Figure 2. Genetic testing for RB1 mutations provides clarification of risk for retinoblastoma (RB) in family members. Molecular testing identifies relatives
who carry the mutant RB1 allele and are at risk for the disease. Testing can also decrease the risk for relatives to the population risk, eliminating the need for
dedicated ophthalmic screening for retinoblastoma in some children, or modify the risk, allowing children to undergo less extensive screening. Genetic
testing and counseling for RB is a complex issue and is best performed in coordination with genetics professionals (genetic counselors or medical geneticists)
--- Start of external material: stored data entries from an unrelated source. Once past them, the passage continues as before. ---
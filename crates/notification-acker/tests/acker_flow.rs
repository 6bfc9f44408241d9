//! End-to-end acknowledgement flow over the in-process delta bus.

#![allow(clippy::unwrap_used, clippy::expect_used)]

use std::sync::Arc;
use std::time::Duration;

use notification_acker::adapters::DeltaBusAdapter;
use notification_acker::{AckerApi, AckerConfig, AckerError, AckerSettings, LifecyclePhase, NotificationAcker};
use serde_json::{json, Value};
use signalk_bus::{AppEvent, DeltaBus, InboundMessage};
use signalk_types::{Delta, NMEA2000_OUT_EVENT};
use tokio::sync::broadcast;
use tokio::time::{timeout, Instant};

type BusAcker = NotificationAcker<DeltaBusAdapter, DeltaBusAdapter, DeltaBusAdapter>;

struct Harness {
    bus: Arc<DeltaBus>,
    acker: BusAcker,
    messages: broadcast::Receiver<InboundMessage>,
    events: broadcast::Receiver<AppEvent>,
}

fn harness() -> Harness {
    let bus = Arc::new(DeltaBus::new());
    let host = Arc::new(DeltaBusAdapter::new(Arc::clone(&bus)));
    let acker = NotificationAcker::new(AckerSettings::default(), Arc::clone(&host), Arc::clone(&host), host);
    let messages = bus.messages();
    let events = bus.events();
    Harness {
        bus,
        acker,
        messages,
        events,
    }
}

fn config(value: Value) -> AckerConfig {
    serde_json::from_value(value).unwrap()
}

fn mob_config() -> AckerConfig {
    config(json!({"notifications": [{
        "path": "mob",
        "state": "alarm",
        "enabled": true,
        "delay": 2,
        "sendN2KMessages": "127.0.0.1"
    }]}))
}

fn notification(path: &str, state: &str) -> Delta {
    Delta::single(
        format!("notifications.{path}"),
        json!({
            "state": state,
            "method": ["visual", "sound"],
            "message": "Man overboard!"
        }),
    )
}

/// Let router and timer tasks run without advancing past any timer.
async fn settle() {
    tokio::time::sleep(Duration::from_millis(1)).await;
}

async fn next_message(h: &mut Harness, within: Duration) -> InboundMessage {
    timeout(within, h.messages.recv())
        .await
        .expect("timeout waiting for acknowledgement")
        .expect("message channel closed")
}

async fn next_n2k(h: &mut Harness) -> String {
    let event = timeout(Duration::from_secs(1), h.events.recv())
        .await
        .expect("timeout waiting for nmea2000out")
        .expect("event channel closed");
    assert_eq!(event.name, NMEA2000_OUT_EVENT);
    event.payload
}

#[tokio::test(start_paused = true)]
async fn test_mob_alarm_is_acknowledged_after_delay() {
    let mut h = harness();
    h.acker.start(&mob_config()).await.unwrap();
    let published = Instant::now();

    h.bus.publish(notification("mob", "alarm"));

    let message = next_message(&mut h, Duration::from_secs(10)).await;
    let waited = published.elapsed();
    assert!(waited >= Duration::from_secs(2), "acknowledged after {waited:?}");
    assert!(waited < Duration::from_millis(2100), "acknowledged after {waited:?}");
    assert_eq!(message.source_id, "signalk-notification-acker");
    assert_eq!(
        serde_json::to_value(&message.delta).unwrap(),
        json!({"updates": [{"values": [{"path": "mob", "value": {
            "state": "alarm",
            "method": [],
            "message": "Man overboard!"
        }}]}]})
    );

    let line = next_n2k(&mut h).await;
    let (timestamp, body) = line.split_once(',').unwrap();
    assert_eq!(body, "127.0.0.1");
    assert!(chrono::DateTime::parse_from_rfc3339(timestamp).is_ok());

    settle().await;
    assert!(h.messages.try_recv().is_err());
    assert_eq!(h.acker.status().await.pending, 0);
}

#[tokio::test(start_paused = true)]
async fn test_state_mismatch_schedules_nothing() {
    let mut h = harness();
    h.acker.start(&mob_config()).await.unwrap();

    h.bus.publish(notification("mob", "warn"));
    settle().await;
    assert_eq!(h.acker.status().await.pending, 0);

    tokio::time::sleep(Duration::from_secs(5)).await;
    assert!(h.messages.try_recv().is_err());
    assert!(h.events.try_recv().is_err());
}

#[tokio::test(start_paused = true)]
async fn test_any_rule_acknowledges_every_non_normal_value() {
    let mut h = harness();
    h.acker
        .start(&config(json!({"notifications": [{"path": "engine.overheat", "state": "any"}]})))
        .await
        .unwrap();

    for state in ["alert", "normal", "warn", "alarm", "emergency", "normal"] {
        h.bus.publish(notification("engine.overheat", state));
    }

    let mut states = Vec::new();
    for _ in 0..4 {
        let message = next_message(&mut h, Duration::from_secs(1)).await;
        states.push(message.delta.updates[0].values[0].value["state"].as_str().unwrap().to_string());
    }
    // Each match runs on its own timer; only the set is fixed
    states.sort();
    assert_eq!(states, vec!["alarm", "alert", "emergency", "warn"]);

    settle().await;
    assert!(h.messages.try_recv().is_err());
}

#[tokio::test(start_paused = true)]
async fn test_other_paths_are_ignored() {
    let mut h = harness();
    h.acker.start(&mob_config()).await.unwrap();

    h.bus.publish(notification("fire", "alarm"));
    h.bus.publish(Delta::single("navigation.speedOverGround", json!(3.2)));

    tokio::time::sleep(Duration::from_secs(5)).await;
    assert!(h.messages.try_recv().is_err());
}

#[tokio::test(start_paused = true)]
async fn test_disabled_rule_never_subscribes() {
    let mut h = harness();
    let report = h
        .acker
        .start(&config(json!({"notifications": [{"path": "mob", "state": "any", "enabled": false}]})))
        .await
        .unwrap();

    assert!(report.subscribed.is_empty());
    assert_eq!(h.bus.subscriber_count(), 0);

    h.bus.publish(notification("mob", "alarm"));
    tokio::time::sleep(Duration::from_secs(1)).await;
    assert!(h.messages.try_recv().is_err());
}

#[tokio::test(start_paused = true)]
async fn test_two_messages_are_sent_in_order() {
    let mut h = harness();
    h.acker
        .start(&config(json!({"notifications": [{
            "path": "mob",
            "state": "alarm",
            "sendN2KMessages": "A;B"
        }]})))
        .await
        .unwrap();

    h.bus.publish(notification("mob", "alarm"));
    next_message(&mut h, Duration::from_secs(1)).await;

    let first = next_n2k(&mut h).await;
    let second = next_n2k(&mut h).await;
    assert!(first.ends_with(",A"), "{first}");
    assert!(second.ends_with(",B"), "{second}");
    for line in [&first, &second] {
        let (timestamp, _) = line.split_once(',').unwrap();
        assert!(timestamp.ends_with('Z'));
        assert!(chrono::DateTime::parse_from_rfc3339(timestamp).is_ok());
    }
    assert!(h.events.try_recv().is_err());
}

#[tokio::test(start_paused = true)]
async fn test_stop_removes_subscriptions_and_cancels() {
    let mut h = harness();
    h.acker.start(&mob_config()).await.unwrap();
    assert_eq!(h.bus.subscriber_count(), 1);

    h.bus.publish(notification("mob", "alarm"));
    settle().await;
    assert_eq!(h.acker.status().await.pending, 1);

    let report = h.acker.stop().await;
    assert_eq!(report.unsubscribed, 1);
    assert_eq!(report.cancelled, 1);
    assert_eq!(h.bus.subscriber_count(), 0);

    h.bus.publish(notification("mob", "alarm"));
    tokio::time::sleep(Duration::from_secs(5)).await;
    assert!(h.messages.try_recv().is_err());
    assert!(h.events.try_recv().is_err());

    let again = h.acker.stop().await;
    assert_eq!(again.unsubscribed, 0);
    assert_eq!(h.acker.status().await.phase, LifecyclePhase::Stopped);
}

#[tokio::test(start_paused = true)]
async fn test_start_twice_and_restart() {
    let mut h = harness();
    h.acker.start(&mob_config()).await.unwrap();

    let err = h.acker.start(&mob_config()).await.unwrap_err();
    assert!(matches!(err, AckerError::AlreadyRunning));
    assert_eq!(h.bus.subscriber_count(), 1);

    h.acker.stop().await;
    h.acker
        .start(&config(json!({"notifications": [{"path": "fire", "state": "warn"}]})))
        .await
        .unwrap();
    assert_eq!(h.bus.active_paths(), vec!["notifications.fire".to_string()]);

    h.bus.publish(notification("mob", "alarm"));
    h.bus.publish(notification("fire", "warn"));

    let message = next_message(&mut h, Duration::from_secs(1)).await;
    assert_eq!(message.delta.updates[0].values[0].path, "fire");
}

#[tokio::test(start_paused = true)]
async fn test_acknowledgement_does_not_retrigger() {
    let mut h = harness();
    h.acker
        .start(&config(json!({"notifications": [{"path": "mob", "state": "any"}]})))
        .await
        .unwrap();

    h.bus.publish(notification("mob", "alarm"));
    next_message(&mut h, Duration::from_secs(1)).await;

    tokio::time::sleep(Duration::from_secs(5)).await;
    assert!(h.messages.try_recv().is_err());
    assert_eq!(h.acker.status().await.pending, 0);
}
experienced in retinoblastoma. For example, although parents of a child with bilateral RB may test negative for an RB1 mutation, they still have a 5% risk
with each subsequent child because of the possibility of germline mosaicism in a parent. Tumor tissue, when available, and peripheral blood lymphocytes are
tested to identify mutations in RB1. Tumor tissue may not be available for testing if the child has not undergone enucleation or if frozen tumor is not
available from the surgery, particularly for adult long-term survivors of RB seeking genetics evaluation. *Based on pretest risk, as described in Figure 1 and
Table 1. **Calculated risk in this clinical scenario will depend on the sensitivity of the genetic testing, which varies with laboratory. The relative’s post-test
risk will likely be lower than pretest risk and will result in less intense screening (Fig 3) compared with pretest risk. Geneticists experienced in RB can
provide guidance in this situation. ***The risk to future offspring in this clinical scenario results from the risk that the proband is mosaic for the RB1
mutation and therefore has a risk of transmitting to offspring despite the negative blood test. Genetic testing of offspring for the RB1 mutation
identified in the tumor can eliminate this risk. Before testing, these children will be followed by intermediate risk (Fig 3); however, a genetics
professional can provide clarification of risk for a child according to the sensitivity of the gene testing for the parent, which varies by laboratory. When
no RB1 mutation has been identified in the blood sample of the proband, genetic testing is not recommended for family members because there is no
identified mutation to test for. Screening of relatives relies on the refined post-test risk estimate based on the negative results (and the sensitivity of the
test of the laboratory used).
Figure 3. Management guidelines for childhood screening for retinoblastoma. The presented schedules are general guidelines and reflect a schedule for
examinations in which no lesions of concern are noted. It may be appropriate to examine some children more frequently. Decisions regarding examination
method, examination under anesthesia (EUA) versus nonsedated examination in the office, are complex and best decided by the clinician in discussion with
the patient’s family. The preference of the majority of the clinical centers involved in the creation of this consensus statement is reflected, but individual
centers may make policy decisions based on available resources and expert clinician preference. Examination under anesthesia will be strongly considered for
any child who is unable to participate in an office examination sufficiently to allow thorough examination of the retina. *A minority of clinical centers also
prefer EUA for high- and intermediate-risk children (calculated risk >1%) from birth to 8 weeks of age.